The music industry is suffering. Tours are being cancelled, live shows are on hold and music-related businesses are hanging on for dear life. In the midst all of this, many bands are turning lemons into lemonade by making coronavirus merch available for their fans. Masks and bandanas specifically, are in high demand.

 

Image Credit: 95.5 The Rat

Now that the CDC has called for people to wear masks while patronizing businesses, musicians are partnering with merchandising companies to make masks and bandanas branded with their band names. Tony Holiday, president of Kt8 merchandise company had this to say.

 

"A lot of our acts are EDM and in that scene, bandanas and face masks have been popular at festivals for years because of the dust factor.
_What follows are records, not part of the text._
fn parse_properties(contents: &str) -> HashMap<String, String> {
    let mut props = HashMap::new();
    for raw_line in contents.lines() {
        let line = raw_line.trim();
        if line.is_empty() || line.starts_with('#') || line.starts_with('!') {
            continue;
        }
        // Values such as proxy URLs contain ':', so only the first '=' or ':' splits.
        let mut split = line.splitn(2, |c| c == '=' || c == ':');
        let key = split.next().unwrap_or("").trim();
        let value = split.next().unwrap_or("").trim();
        if !key.is_empty() {
            props.insert(key.to_string(), value.to_string());
        }
    }
    props
}

fn parse_category_list(raw: &str) -> Vec<SponsorCategory> {
    let mut out = Vec::new();
    for code in raw.split(',').map(str::trim).filter(|code| !code.is_empty()) {
        match SponsorCategory::from_code(code) {
            Ok(category) => {
                if !out.contains(&category) {
                    out.push(category);
                }
            }
            Err(err) => tracing::warn!("ignoring stored setting: {err}"),
        }
    }
    out.sort();
    out
}

fn parse_bool(raw: &str, fallback: bool) -> bool {
    let trimmed = raw.trim();
    if trimmed.is_empty() {
        return fallback;
    }
    trimmed.eq_ignore_ascii_case("true")
}

fn bool_text(value: bool) -> String {
    if value { "true" } else { "false" }.to_string()
}

pub const DEFAULT_WINDOW_WIDTH: f32 = 980.0;
pub const DEFAULT_WINDOW_HEIGHT: f32 = 680.0;
pub const MIN_WINDOW_WIDTH: f32 = 640.0;
pub const MIN_WINDOW_HEIGHT: f32 = 420.0;

fn parse_dimension(raw: Option<&String>, fallback: f32, min: f32) -> f32 {
    let Some(raw) = raw else {
        return fallback.max(min);
    };
    let trimmed = raw.trim();
    if trimmed.is_empty() {
        return fallback.max(min);
    }
    let parsed = trimmed.parse::<f32>().unwrap_or(fallback);
    parsed.max(min)
}

fn format_dimension(value: f32) -> String {
    if value.fract() == 0.0 {
        format!("{:.0}", value)
    } else {
        format!("{value}")
    }
}

fn normalize_dir(value: &str) -> PathBuf {
    let trimmed = value.trim();
    if trimmed.is_empty() {
        return default_download_dir();
    }
    make_absolute_path(trimmed)
}

#[cfg(test)]
mod tests {
    use super::{
        ChaptersMode, DownloadOptions, SettingsData, SponsorCategory, parse_properties,
    };
    use crate::error::ConfigError;

    #[test]
    fn subtitles_without_languages_are_rejected() {
        let options = DownloadOptions {
            write_subs: true,
            sub_langs: String::new(),
            ..DownloadOptions::default()
        };
        assert_eq!(options.validate(), Err(ConfigError::MissingSubtitleLanguages));

        let options = DownloadOptions {
            write_subs: true,
            sub_langs: " , ".to_string(),
            ..DownloadOptions::default()
        };
        assert_eq!(options.validate(), Err(ConfigError::MissingSubtitleLanguages));
    }

    #[test]
    fn subtitle_language_codes_must_be_short() {
        let options = DownloadOptions {
            write_subs: true,
            sub_langs: "en,english".to_string(),
            ..DownloadOptions::default()
        };
        assert_eq!(
            options.validate(),
            Err(ConfigError::InvalidSubtitleLanguage("english".to_string()))
        );

        let options = DownloadOptions {
            write_subs: true,
            sub_langs: "en, es,fra".to_string(),
            ..DownloadOptions::default()
        };
        assert_eq!(options.validate(), Ok(()));
    }

    #[test]
    fn proxy_scheme_is_checked() {
        let mut options = DownloadOptions {
            proxy_url: "ftp://proxy:21".to_string(),
            ..DownloadOptions::default()
        };
        assert!(matches!(options.validate(), Err(ConfigError::InvalidProxy(_))));

        options.proxy_url = "socks5://127.0.0.1:9050".to_string();
        assert_eq!(options.validate(), Ok(()));
    }

    #[test]
    fn date_filter_must_be_a_calendar_date() {
        let mut options = DownloadOptions {
            date_after: "20241301".to_string(),
            ..DownloadOptions::default()
        };
        assert!(matches!(options.validate(), Err(ConfigError::InvalidDate(_))));

        options.date_after = "20240229".to_string();
        assert_eq!(options.validate(), Ok(()));
    }

    #[test]
    fn unknown_sponsor_codes_are_rejected() {
        assert_eq!(
            SponsorCategory::from_code("music_offtopic"),
            Ok(SponsorCategory::MusicOfftopic)
        );
        assert_eq!(
            SponsorCategory::from_code("ads"),
            Err(ConfigError::UnknownSponsorCategory("ads".to_string()))
        );
    }

    #[test]
    fn properties_file_survives_save_and_load() {
        let dir = tempfile::tempdir().expect("tempdir");
        let path = dir.path().join("settings.properties");

        let mut data = SettingsData::default();
        data.options.download_dir = dir.path().join("out");
        data.options.proxy_url = "http://127.0.0.1:8080".to_string();
        data.options.chapters = ChaptersMode::Split;
        data.options.retries = 3;
        data.options.set_sponsor_category(SponsorCategory::Intro, true);
        data.options.set_sponsor_category(SponsorCategory::Sponsor, true);
        data.options.write_subs = true;
        data.options.sub_langs = "en,de".to_string();
        data.options.custom_ffmpeg_args = "-ar 44100".to_string();
        data.save_to(&path).expect("save");

        let loaded = SettingsData::load_from(&path);
        assert_eq!(loaded, data);
        assert_eq!(
            loaded.options.sponsorblock,
            vec![SponsorCategory::Sponsor, SponsorCategory::Intro]
        );
    }

    #[test]
    fn stored_values_fall_back_when_malformed() {
        let props = parse_properties(
            "# comment\nnetwork.retries=lots\nchapters.mode=both\nsponsorblock.categories=sponsor, bogus ,filler\noutput.video_container=avi\n",
        );
        let options = DownloadOptions::from_properties(&props);
        assert_eq!(options.retries, super::DEFAULT_RETRIES);
        assert_eq!(options.chapters, ChaptersMode::None);
        assert_eq!(options.video_container, "mkv");
        assert_eq!(
            options.sponsorblock,
            vec![SponsorCategory::Sponsor, SponsorCategory::Filler]
        );
    }

    #[test]
    fn active_features_list_only_enabled_toggles() {
        assert!(DownloadOptions::default().active_features().is_empty());

        let mut options = DownloadOptions {
            proxy_url: "socks5://127.0.0.1:1080".to_string(),
            chapters: ChaptersMode::Split,
            clip_start: "00:01:00".to_string(),
            ..DownloadOptions::default()
        };
        options.set_sponsor_category(SponsorCategory::Sponsor, true);
        let features = options.active_features();
        assert_eq!(features.len(), 4);
        assert_eq!(features[0], "proxy socks5://127.0.0.1:1080");
        assert!(features[1].starts_with("SponsorBlock ("));
        assert_eq!(features[2], "chapters: split");
        assert_eq!(features[3], "clip 00:01:00-");
    }
}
So with the recent demand in face masks, we were already set up to deliver."

 

Holiday further notes that 30 – 40% of his clients are asking for face masks to be made and the company has been selling around 500 a week; far more than usual. Kt8 has been donating proceeds to hospitals and charities supporting frontline workers in the fight against COVID-19.

 

And it’s not only bands that have been capitalizing on the face mask craze. The guitar accessory manufacturer Ernie Ball has come out with its own line of custom masks. Apparel manufacturer Custom Ink has been adding them to the Health and Wellness section of their web site. They are also providing masks for businesses and personalized masks for individuals.

 

Other companies, like Red Star merchandise has been donating some of its t-shirts to a local seamstress who then repurposes them to be used as head caps and face masks for hospitals.

 

Bands and merchandising companies who are making money off coronavirus merch have definitely found a silver lining is all this. But many respect that fact that this is a serious situation and not necessarily a money making opportunity.

 

While some are advertising their merch loud and proud, others are choosing a more low-key route. These bands are taking the approach of letting fans know they have the merch available while trying not to make it seem as if they are cashing in on a worldwide tragedy.

 

"Some people might feel like it’s weird to make money off of this," Holiday says. "But at the end of the day, people want to not walk around feeling contaminated. If wearing masks becomes a regular part of daily life, having it associated with something you enjoy might make it more appealing."

 

In addition to face masks, other merch is popping up that works the coronavirus angle. T-shirts sporting lyrics from The Police hit song Don’t Stand So Close to Me are becoming quite popular.

 

As for us, we are glad that bands have found a way to make up for some of the income they are losing on live shows; but we’re really looking forward to a time when masks won’t need to be worn at all. Keep rockin’ and stay safe!